▶ **Problem requirements**:
Give the count of lines in the data that include "true", with no other words.

▶ **Records to process**:
Start of Block
//! Federated identity verification.
//!
//! [`IdentityVerifier`] is the seam the authentication service calls to turn a
//! third-party ID token into a verified email and display name. The production
//! implementation asks Google's `tokeninfo` endpoint to check the token and then
//! checks audience, issuer and email verification locally.

use crate::{error::Error, APP_USER_AGENT};
use async_trait::async_trait;
use reqwest::Client;
use serde_json::Value;
use std::time::Duration;
use tracing::{debug, instrument, Instrument, info_span};
use url::Url;

const GOOGLE_ISSUERS: [&str; 2] = ["accounts.google.com", "https://accounts.google.com"];

#[derive(Clone, Debug, PartialEq, Eq)]
pub struct VerifiedIdentity {
    pub email: String,
    pub name: String,
}

#[async_trait]
pub trait IdentityVerifier: Send + Sync {
    /// Verify `id_token` for `audience`.
    ///
    /// # Errors
    /// `Error::InvalidCredential` when the token is rejected, `Error::Internal`
    /// when the provider cannot be reached.
    async fn verify(&self, id_token: &str, audience: &str) -> Result<VerifiedIdentity, Error>;
}

#[derive(Clone, Debug)]
pub struct GoogleVerifier {
    client: Client,
    tokeninfo_url: Url,
}

impl GoogleVerifier {
    /// # Errors
    /// Returns an error if the endpoint URL is invalid or the HTTP client cannot be built.
    pub fn new(tokeninfo_url: &str) -> anyhow::Result<Self> {
        let client = Client::builder()
            .user_agent(APP_USER_AGENT)
            .timeout(Duration::from_secs(5))
            .build()?;

        Ok(Self {
            client,
            tokeninfo_url: Url::parse(tokeninfo_url)?,
        })
    }
}

#[async_trait]
impl IdentityVerifier for GoogleVerifier {
    #[instrument(skip_all)]
    async fn verify(&self, id_token: &str, audience: &str) -> Result<VerifiedIdentity, Error> {
        if audience.is_empty() {
            debug!("Google login is not configured: empty client id");
            return Err(Error::InvalidCredential);
        }

        let mut url = self.tokeninfo_url.clone();
        url.query_pairs_mut().append_pair("id_token", id_token);

        let span = info_span!("http.client", http.method = "GET", peer.service = "google");
        let response = self
            .client
            .get(url)
            .send()
            .instrument(span)
            .await
            .map_err(|err| Error::Internal(format!("tokeninfo request failed: {err}")))?;

        if response.status().is_server_error() {
            return Err(Error::Internal(format!(
                "tokeninfo returned {}",
                response.status()
            )));
        }

        if !response.status().is_success() {
            debug!("tokeninfo rejected token: {}", response.status());
            return Err(Error::InvalidCredential);
        }

        let claims: Value = response
            .json()
            .await
            .map_err(|err| Error::Internal(format!("tokeninfo response unreadable: {err}")))?;

        check_claims(&claims, audience)
    }
}

/// Checks tokeninfo claims and extracts the verified identity.
pub(crate) fn check_claims(claims: &Value, audience: &str) -> Result<VerifiedIdentity, Error> {
    if claims["aud"].as_str() != Some(audience) {
        debug!("tokeninfo audience mismatch");
        return Err(Error::InvalidCredential);
    }

    let issuer = claims["iss"].as_str().unwrap_or_default();
    if !GOOGLE_ISSUERS.contains(&issuer) {
        debug!("tokeninfo issuer mismatch: {issuer}");
        return Err(Error::InvalidCredential);
    }

    // tokeninfo reports booleans as strings
    let verified = match &claims["email_verified"] {
        Value::Bool(flag) => *flag,
        Value::String(flag) => flag == "true",
        _ => false,
    };

    let email = claims["email"]
        .as_str()
        .map(str::trim)
        .filter(|email| !email.is_empty())
        .ok_or(Error::InvalidCredential)?;

    if !verified {
        debug!("tokeninfo email is not verified");
        return Err(Error::InvalidCredential);
    }

    let name = claims["name"]
        .as_str()
        .map(str::trim)
        .filter(|name| !name.is_empty())
        .map_or_else(
            || email.split('@').next().unwrap_or(email).to_string(),
            ToString::to_string,
        );

    Ok(VerifiedIdentity {
        email: email.to_string(),
        name,
    })
}

#[cfg(test)]
mod tests {
    use super::*;
    use serde_json::json;

    const AUDIENCE: &str = "client.apps.googleusercontent.com";

    #[test]
    fn accepts_verified_token() {
        let claims = json!({
            "aud": AUDIENCE,
            "iss": "https://accounts.google.com",
            "email": "jane@example.com",
            "email_verified": "true",
            "name": "Jane Donor",
        });
        let identity = check_claims(&claims, AUDIENCE).unwrap();
        assert_eq!(identity.email, "jane@example.com");
        assert_eq!(identity.name, "Jane Donor");
    }

    #[test]
    fn name_falls_back_to_local_part() {
        let claims = json!({
            "aud": AUDIENCE,
            "iss": "accounts.google.com",
            "email": "jane@example.com",
            "email_verified": true,
        });
        let identity = check_claims(&claims, AUDIENCE).unwrap();
        assert_eq!(identity.name, "jane");
    }

    #[test]
    fn rejects_wrong_audience_issuer_or_unverified_email() {
        let base = json!({
            "aud": AUDIENCE,
            "iss": "accounts.google.com",
            "email": "jane@example.com",
            "email_verified": "true",
        });

        let mut wrong_aud = base.clone();
        wrong_aud["aud"] = json!("someone-else");
        assert!(matches!(
            check_claims(&wrong_aud, AUDIENCE),
            Err(Error::InvalidCredential)
        ));

        let mut wrong_iss = base.clone();
        wrong_iss["iss"] = json!("https://evil.example.com");
        assert!(matches!(
            check_claims(&wrong_iss, AUDIENCE),
            Err(Error::InvalidCredential)
        ));

        let mut unverified = base.clone();
        unverified["email_verified"] = json!("false");
        assert!(matches!(
            check_claims(&unverified, AUDIENCE),
            Err(Error::InvalidCredential)
        ));

        let mut no_email = base;
        no_email["email"] = json!("");
        assert!(matches!(
            check_claims(&no_email, AUDIENCE),
            Err(Error::InvalidCredential)
        ));
    }

    #[tokio::test]
    async fn empty_audience_is_rejected_without_a_request() {
        let verifier = GoogleVerifier::new("http://127.0.0.1:9/tokeninfo").unwrap();
        assert!(matches!(
            verifier.verify("token", "").await,
            Err(Error::InvalidCredential)
        ));
    }
}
End of Block
▶ **Your response**:
4